> WHAT YOU WILL DO: The listing below holds a line with "impl From<serde_yaml::Error> for" and a later line with "fn from(err: reqwest::Error)". Write out those two lines and every line between them, exactly, and nothing else.

> RECORDS FOR THIS TASK:
+++

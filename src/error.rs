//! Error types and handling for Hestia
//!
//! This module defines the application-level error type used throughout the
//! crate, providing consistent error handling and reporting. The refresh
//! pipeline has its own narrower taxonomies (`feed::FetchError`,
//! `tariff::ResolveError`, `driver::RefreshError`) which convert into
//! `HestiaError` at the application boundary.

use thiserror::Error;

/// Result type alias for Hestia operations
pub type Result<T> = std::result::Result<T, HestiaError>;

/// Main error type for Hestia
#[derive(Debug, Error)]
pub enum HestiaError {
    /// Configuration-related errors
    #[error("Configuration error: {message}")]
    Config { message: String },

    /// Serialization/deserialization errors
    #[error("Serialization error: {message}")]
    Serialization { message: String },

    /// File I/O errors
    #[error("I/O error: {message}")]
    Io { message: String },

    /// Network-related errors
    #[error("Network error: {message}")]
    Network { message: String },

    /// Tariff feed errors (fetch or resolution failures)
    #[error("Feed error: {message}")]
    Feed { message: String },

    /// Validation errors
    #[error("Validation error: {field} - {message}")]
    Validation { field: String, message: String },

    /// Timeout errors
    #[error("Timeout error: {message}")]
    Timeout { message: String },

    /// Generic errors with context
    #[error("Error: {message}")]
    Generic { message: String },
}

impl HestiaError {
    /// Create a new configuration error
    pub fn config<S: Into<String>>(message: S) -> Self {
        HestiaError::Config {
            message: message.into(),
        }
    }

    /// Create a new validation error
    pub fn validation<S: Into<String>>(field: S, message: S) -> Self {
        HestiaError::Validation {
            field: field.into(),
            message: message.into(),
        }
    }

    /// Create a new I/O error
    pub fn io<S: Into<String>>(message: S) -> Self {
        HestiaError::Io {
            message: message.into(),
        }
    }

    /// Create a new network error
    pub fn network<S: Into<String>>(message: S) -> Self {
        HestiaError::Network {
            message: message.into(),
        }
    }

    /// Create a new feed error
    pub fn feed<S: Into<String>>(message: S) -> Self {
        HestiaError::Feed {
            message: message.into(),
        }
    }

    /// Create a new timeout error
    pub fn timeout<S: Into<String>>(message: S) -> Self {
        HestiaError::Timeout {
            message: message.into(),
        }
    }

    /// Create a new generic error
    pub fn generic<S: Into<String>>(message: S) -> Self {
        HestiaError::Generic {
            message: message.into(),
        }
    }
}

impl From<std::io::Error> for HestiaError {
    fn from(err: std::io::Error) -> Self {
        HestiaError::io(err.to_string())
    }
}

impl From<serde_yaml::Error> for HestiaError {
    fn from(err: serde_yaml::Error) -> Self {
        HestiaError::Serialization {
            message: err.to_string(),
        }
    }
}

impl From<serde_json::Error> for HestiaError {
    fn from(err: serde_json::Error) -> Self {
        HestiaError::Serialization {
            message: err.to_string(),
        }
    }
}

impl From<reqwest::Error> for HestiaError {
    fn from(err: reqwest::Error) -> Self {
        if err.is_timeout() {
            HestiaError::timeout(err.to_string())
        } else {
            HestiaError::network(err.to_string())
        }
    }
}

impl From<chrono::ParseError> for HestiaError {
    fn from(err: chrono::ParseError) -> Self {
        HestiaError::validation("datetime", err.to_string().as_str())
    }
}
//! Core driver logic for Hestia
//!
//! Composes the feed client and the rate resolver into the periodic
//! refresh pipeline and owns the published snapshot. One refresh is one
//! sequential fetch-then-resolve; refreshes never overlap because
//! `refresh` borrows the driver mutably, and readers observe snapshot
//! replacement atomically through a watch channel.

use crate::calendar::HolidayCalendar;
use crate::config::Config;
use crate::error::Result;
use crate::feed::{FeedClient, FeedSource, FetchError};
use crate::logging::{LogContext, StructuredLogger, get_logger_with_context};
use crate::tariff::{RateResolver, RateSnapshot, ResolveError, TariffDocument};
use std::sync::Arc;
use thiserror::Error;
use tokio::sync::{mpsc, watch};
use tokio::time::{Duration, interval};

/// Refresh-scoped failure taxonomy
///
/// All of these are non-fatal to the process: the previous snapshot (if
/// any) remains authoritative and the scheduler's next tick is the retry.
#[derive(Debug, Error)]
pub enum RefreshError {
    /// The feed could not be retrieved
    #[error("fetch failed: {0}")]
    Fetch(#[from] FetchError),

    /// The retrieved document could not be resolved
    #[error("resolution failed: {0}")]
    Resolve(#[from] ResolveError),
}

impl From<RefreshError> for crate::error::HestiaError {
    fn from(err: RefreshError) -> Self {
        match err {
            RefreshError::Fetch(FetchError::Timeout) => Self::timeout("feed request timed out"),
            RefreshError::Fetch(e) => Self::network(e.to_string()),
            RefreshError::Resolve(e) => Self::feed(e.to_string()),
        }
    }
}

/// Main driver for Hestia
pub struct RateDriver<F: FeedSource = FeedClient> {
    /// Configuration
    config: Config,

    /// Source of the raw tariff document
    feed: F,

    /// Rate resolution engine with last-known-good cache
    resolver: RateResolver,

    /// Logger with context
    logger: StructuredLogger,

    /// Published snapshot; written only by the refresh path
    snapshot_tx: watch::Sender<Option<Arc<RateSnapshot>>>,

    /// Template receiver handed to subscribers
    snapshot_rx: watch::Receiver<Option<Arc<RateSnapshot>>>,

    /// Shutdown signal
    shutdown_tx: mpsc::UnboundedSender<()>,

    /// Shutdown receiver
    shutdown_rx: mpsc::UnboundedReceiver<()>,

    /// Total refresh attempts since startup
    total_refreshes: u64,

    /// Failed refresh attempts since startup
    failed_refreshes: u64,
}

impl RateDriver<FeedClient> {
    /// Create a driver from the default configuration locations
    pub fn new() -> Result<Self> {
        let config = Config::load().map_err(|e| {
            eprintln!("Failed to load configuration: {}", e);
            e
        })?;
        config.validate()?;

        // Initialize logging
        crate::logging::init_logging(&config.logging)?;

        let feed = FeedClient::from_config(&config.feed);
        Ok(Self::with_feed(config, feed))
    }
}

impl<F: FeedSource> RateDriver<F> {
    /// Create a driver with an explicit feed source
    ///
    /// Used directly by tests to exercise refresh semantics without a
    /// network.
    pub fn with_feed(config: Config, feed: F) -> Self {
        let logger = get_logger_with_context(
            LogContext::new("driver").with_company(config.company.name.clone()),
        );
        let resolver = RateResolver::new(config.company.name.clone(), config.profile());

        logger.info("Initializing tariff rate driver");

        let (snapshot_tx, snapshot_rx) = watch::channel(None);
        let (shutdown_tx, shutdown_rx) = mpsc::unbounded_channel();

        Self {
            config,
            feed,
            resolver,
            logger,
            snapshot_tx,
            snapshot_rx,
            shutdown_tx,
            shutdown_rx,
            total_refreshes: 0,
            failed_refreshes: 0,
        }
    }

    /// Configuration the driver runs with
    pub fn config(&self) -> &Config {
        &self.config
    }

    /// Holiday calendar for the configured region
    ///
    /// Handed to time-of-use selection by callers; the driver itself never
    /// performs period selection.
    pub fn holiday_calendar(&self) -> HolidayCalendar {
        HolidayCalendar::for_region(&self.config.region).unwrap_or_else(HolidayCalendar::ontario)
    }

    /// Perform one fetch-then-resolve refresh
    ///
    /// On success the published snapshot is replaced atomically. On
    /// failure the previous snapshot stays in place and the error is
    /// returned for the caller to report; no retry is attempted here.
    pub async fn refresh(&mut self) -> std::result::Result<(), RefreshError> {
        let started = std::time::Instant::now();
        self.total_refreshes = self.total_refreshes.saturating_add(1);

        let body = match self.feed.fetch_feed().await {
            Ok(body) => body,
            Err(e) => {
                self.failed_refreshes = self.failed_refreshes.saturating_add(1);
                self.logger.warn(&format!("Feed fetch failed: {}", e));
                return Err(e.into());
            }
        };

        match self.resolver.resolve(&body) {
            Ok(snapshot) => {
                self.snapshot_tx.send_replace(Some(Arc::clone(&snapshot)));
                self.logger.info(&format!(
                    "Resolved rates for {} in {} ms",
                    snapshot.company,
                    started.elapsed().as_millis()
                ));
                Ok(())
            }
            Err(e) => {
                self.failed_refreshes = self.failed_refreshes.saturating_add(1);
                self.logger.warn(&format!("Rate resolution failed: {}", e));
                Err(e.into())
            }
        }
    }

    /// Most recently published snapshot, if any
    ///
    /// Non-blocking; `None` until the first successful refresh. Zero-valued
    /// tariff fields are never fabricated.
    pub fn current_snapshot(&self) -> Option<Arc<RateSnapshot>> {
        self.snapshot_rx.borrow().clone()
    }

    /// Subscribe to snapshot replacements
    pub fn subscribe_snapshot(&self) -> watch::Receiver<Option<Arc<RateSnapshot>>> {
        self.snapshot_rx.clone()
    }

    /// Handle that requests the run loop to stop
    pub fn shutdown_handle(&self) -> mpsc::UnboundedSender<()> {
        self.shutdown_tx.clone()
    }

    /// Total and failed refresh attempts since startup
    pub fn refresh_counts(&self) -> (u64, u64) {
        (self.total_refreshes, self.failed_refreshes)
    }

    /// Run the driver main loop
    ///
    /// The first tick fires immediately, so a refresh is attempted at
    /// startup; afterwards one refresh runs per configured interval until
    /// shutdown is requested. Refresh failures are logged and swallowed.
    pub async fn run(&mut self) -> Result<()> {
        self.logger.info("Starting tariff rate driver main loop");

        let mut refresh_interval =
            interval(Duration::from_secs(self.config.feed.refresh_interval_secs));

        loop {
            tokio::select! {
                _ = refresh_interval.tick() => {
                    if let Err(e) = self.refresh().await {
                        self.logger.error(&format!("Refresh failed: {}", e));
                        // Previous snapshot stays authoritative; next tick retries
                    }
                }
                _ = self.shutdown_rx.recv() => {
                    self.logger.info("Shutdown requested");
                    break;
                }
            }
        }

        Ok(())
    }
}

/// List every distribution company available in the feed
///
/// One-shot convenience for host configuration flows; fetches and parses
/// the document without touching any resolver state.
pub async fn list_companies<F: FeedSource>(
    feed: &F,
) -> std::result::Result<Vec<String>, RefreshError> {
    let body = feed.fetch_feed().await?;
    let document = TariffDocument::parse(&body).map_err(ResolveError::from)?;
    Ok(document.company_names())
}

+++

> TASK ANSWER:
impl From<serde_yaml::Error> for HestiaError {
    fn from(err: serde_yaml::Error) -> Self {
        HestiaError::Serialization {
            message: err.to_string(),
        }
    }
}

impl From<serde_json::Error> for HestiaError {
    fn from(err: serde_json::Error) -> Self {
        HestiaError::Serialization {
            message: err.to_string(),
        }
    }
}

impl From<reqwest::Error> for HestiaError {
    fn from(err: reqwest::Error) -> Self {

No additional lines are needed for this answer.